追憶のアリラン【ご来場ありがとうございました!】 公演情報 追憶のアリラン【ご来場ありがとうございました!】」の観てきた!クチコミ一覧

満足度の平均 4.6
21-39件 / 39件中
  • 満足度★★★★★

    期待通りの秀作でした
    常に、満足度の高い作品を観れるので、見逃せない。そんな期待を裏切る事のない、素晴らしい作品でした。

    国、抱える過去、逃れられない現実、立場により、それぞれのの正義も変わってしまう。矛盾や痛みを抱えても、良心を信じたいと思いました。

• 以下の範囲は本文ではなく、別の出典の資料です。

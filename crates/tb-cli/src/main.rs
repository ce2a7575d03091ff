use std::path::PathBuf;

use anyhow::Result;
use clap::{Args, Parser, Subcommand};

use tb_config::{EngineConfig, HumanDuration, Overrides};
use tb_runtime::lifecycle::{Engine, wait_for_signal};
use tb_runtime::tracing_init::init_tracing;

#[derive(Parser)]
#[command(name = "tumbler", about = "Tumbling-window aggregation engine")]
struct Cli {
    #[command(subcommand)]
    command: Commands,
}

#[derive(Subcommand)]
enum Commands {
    /// Run every configured consumer group until SIGINT/SIGTERM
    Run {
        /// Path to tumbler.toml
        #[arg(short, long, env = "TUMBLER_CONFIG")]
        config: PathBuf,

        #[command(flatten)]
        overrides: OverrideArgs,
    },
}

/// Settings that take precedence over the config file.
#[derive(Args)]
struct OverrideArgs {
    /// Window workers per consumer group
    #[arg(long, env = "TUMBLER_SHARDS")]
    shards: Option<usize>,
    /// Tumbling window length, e.g. "1m"
    #[arg(long, env = "TUMBLER_WINDOW")]
    window: Option<HumanDuration>,
    #[arg(long, env = "TUMBLER_ALLOWED_LATENESS")]
    allowed_lateness: Option<HumanDuration>,
    /// Windows with more events than this are not written
    #[arg(long, env = "TUMBLER_COUNT_CEILING")]
    count_ceiling: Option<u64>,
    #[arg(long, env = "TUMBLER_BATCH_SIZE")]
    batch_size: Option<usize>,
    #[arg(long, env = "TUMBLER_BATCH_INTERVAL")]
    batch_interval: Option<HumanDuration>,
    #[arg(long, env = "TUMBLER_COMMIT_INTERVAL")]
    commit_interval: Option<HumanDuration>,
    /// Partition readers per consumer group
    #[arg(long, env = "TUMBLER_PARALLELISM")]
    parallelism: Option<usize>,
    /// Enable the metrics summary log and Prometheus endpoint
    #[arg(long, env = "TUMBLER_METRICS")]
    metrics: bool,
}

impl From<OverrideArgs> for Overrides {
    fn from(a: OverrideArgs) -> Self {
        Overrides {
            shards: a.shards,
            window: a.window,
            allowed_lateness: a.allowed_lateness,
            count_ceiling: a.count_ceiling,
            batch_size: a.batch_size,
            batch_interval: a.batch_interval,
            commit_interval: a.commit_interval,
            parallelism: a.parallelism,
            metrics: a.metrics,
        }
    }
}

#[tokio::main]
async fn main() -> Result<()> {
    let cli = Cli::parse();

    match cli.command {
        Commands::Run { config, overrides } => {
            let config_path = config
                .canonicalize()
                .map_err(|e| anyhow::anyhow!("config path '{}': {e}", config.display()))?;
            let mut engine_config = EngineConfig::load(&config_path)?;
            engine_config.apply_overrides(&overrides.into())?;
            let base_dir = config_path
                .parent()
                .ok_or_else(|| anyhow::anyhow!("config path has no parent directory"))?;

            let _guard = init_tracing(&engine_config.logging, base_dir)?;

            let groups = engine_config.consumer_groups.len();
            let engine = Engine::start(engine_config, base_dir)
                .await
                .map_err(|e| anyhow::anyhow!("{e}"))?;
            match engine.metrics_addr() {
                Some(addr) => {
                    tracing::info!(domain = "sys", groups, metrics = %addr, "tumbler started")
                }
                None => tracing::info!(domain = "sys", groups, "tumbler started"),
            }

            wait_for_signal(engine.cancel_token()).await;
            engine.shutdown();
            engine.wait().await.map_err(|e| anyhow::anyhow!("{e}"))?;
        }
    }

    Ok(())
}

    いつもの但し書き通り『史実を元にしたフィクションです。』だが、過去の物語でありながら、現在そして未来へと語りかける威力は、絶大でした。

    ネタバレBOX

    高低差(低めの2階建て位の高さ?)のあるセット、三ヶ所に階段があり、劇場空間を上手く使っていた。そのため、時空間、場面転換が、解かりやすく、とても良かった。
    階段の上り下りの音も、効果音として、とても活きていた。

    その上方に浮かぶ、木のオブジェ的(?)、クロスした木と、やや離れた並行に2本。入場して、ぼんやり十字架を思い描いていたが、観劇後、作品のイメージ通りだったと思った。

    全役者さん、素晴らしかった。

    豊川夫妻(佐藤誓さん、月影瞳さん)同じ痛みを分かち合う夫婦、素敵でした。

    中垣主席検事(岡本篤 さん)前向きでムードメーカー的な感もよく、それ故、裁判結果後の別れのシーンが、心に染みました。岡本さんの今までの役のイメージと、かなり違い、驚きましたが、さすがの演技力でした。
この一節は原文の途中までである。